### Data under study
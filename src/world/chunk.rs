//! Chunk block storage and terrain generation.

use super::{blocks, BlockId, CHUNK_SIZE, MAX_HEIGHT};
use noise::{Fbm, MultiFractal, NoiseFn, Perlin};

/// Noise stack used to shape the terrain height field.
pub struct TerrainNoise {
    base: Fbm<Perlin>,
    detail: Perlin,
}

impl TerrainNoise {
    const SEED_HEADROOM: u32 = 16;

    #[must_use]
    pub fn new(seed: u32) -> Self {
        // Fbm seeds octave i with `seed + i`, so keep headroom for its octaves
        let base_seed = seed.min(u32::MAX - Self::SEED_HEADROOM);
        Self {
            base: Fbm::<Perlin>::new(base_seed)
                .set_octaves(4)
                .set_frequency(0.01)
                .set_persistence(0.5),
            detail: Perlin::new(seed.wrapping_add(1)),
        }
    }

    /// Column height (number of solid blocks) at world `(x, z)`.
    #[must_use]
    #[allow(clippy::cast_possible_truncation, clippy::cast_sign_loss)]
    pub fn height_at(&self, x: i32, z: i32) -> usize {
        let xf = f64::from(x);
        let zf = f64::from(z);
        let base = self.base.get([xf, zf]) * 20.0 + 24.0;
        let detail = self.detail.get([xf * 0.1, zf * 0.1]) * 2.0;
        let h = (base + detail).floor();
        if h.is_finite() {
            (h.max(1.0) as usize).min(MAX_HEIGHT - 1)
        } else {
            1
        }
    }
}

impl Default for TerrainNoise {
    fn default() -> Self {
        Self::new(12345)
    }
}

#[derive(Clone)]
pub struct Chunk {
    pub blocks: Vec<BlockId>,
}

impl Chunk {
    /// Create a new chunk filled with `AIR`.
    #[must_use]
    pub fn new() -> Self {
        Chunk {
            blocks: vec![blocks::AIR; CHUNK_SIZE * MAX_HEIGHT * CHUNK_SIZE],
        }
    }

    /// Read a block at local coordinates, `AIR` if out of bounds.
    #[must_use]
    pub fn get(&self, x: usize, y: usize, z: usize) -> BlockId {
        if x >= CHUNK_SIZE || y >= MAX_HEIGHT || z >= CHUNK_SIZE {
            blocks::AIR
        } else {
            self.blocks[x + y * CHUNK_SIZE + z * CHUNK_SIZE * MAX_HEIGHT]
        }
    }

    /// Write a block at local coordinates; out of bounds writes are ignored.
    pub fn set(&mut self, x: usize, y: usize, z: usize, block: BlockId) {
        if x < CHUNK_SIZE && y < MAX_HEIGHT && z < CHUNK_SIZE {
            self.blocks[x + y * CHUNK_SIZE + z * CHUNK_SIZE * MAX_HEIGHT] = block;
        }
    }

    /// Fill the chunk from the terrain height field: grass on top, a few
    /// layers of dirt, stone below.
    #[allow(clippy::cast_possible_wrap)]
    pub fn generate(&mut self, chunk_x: i32, chunk_z: i32, noise: &TerrainNoise) {
        let size = CHUNK_SIZE as i32;
        for x in 0..CHUNK_SIZE {
            for z in 0..CHUNK_SIZE {
                let wx = chunk_x * size + x as i32;
                let wz = chunk_z * size + z as i32;
                let height = noise.height_at(wx, wz);

                for y in 0..height {
                    let depth_from_surface = height - y;
                    let block = if depth_from_surface == 1 {
                        blocks::GRASS
                    } else if depth_from_surface <= 4 {
                        blocks::DIRT
                    } else {
                        blocks::STONE
                    };
                    self.set(x, y, z, block);
                }
            }
        }
    }
}

impl Default for Chunk {
    fn default() -> Self {
        Self::new()
    }
}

### What to work on
Once you reach the line with "blocks: vec![blocks::AIR; CHUNK_SIZE" in the data above, copy it and every line after it exactly, up to and including the line with "if x >= CHUNK_SIZE".

### Exercise output
            blocks: vec![blocks::AIR; CHUNK_SIZE * MAX_HEIGHT * CHUNK_SIZE],
        }
    }

    /// Read a block at local coordinates, `AIR` if out of bounds.
    #[must_use]
    pub fn get(&self, x: usize, y: usize, z: usize) -> BlockId {
        if x >= CHUNK_SIZE || y >= MAX_HEIGHT || z >= CHUNK_SIZE {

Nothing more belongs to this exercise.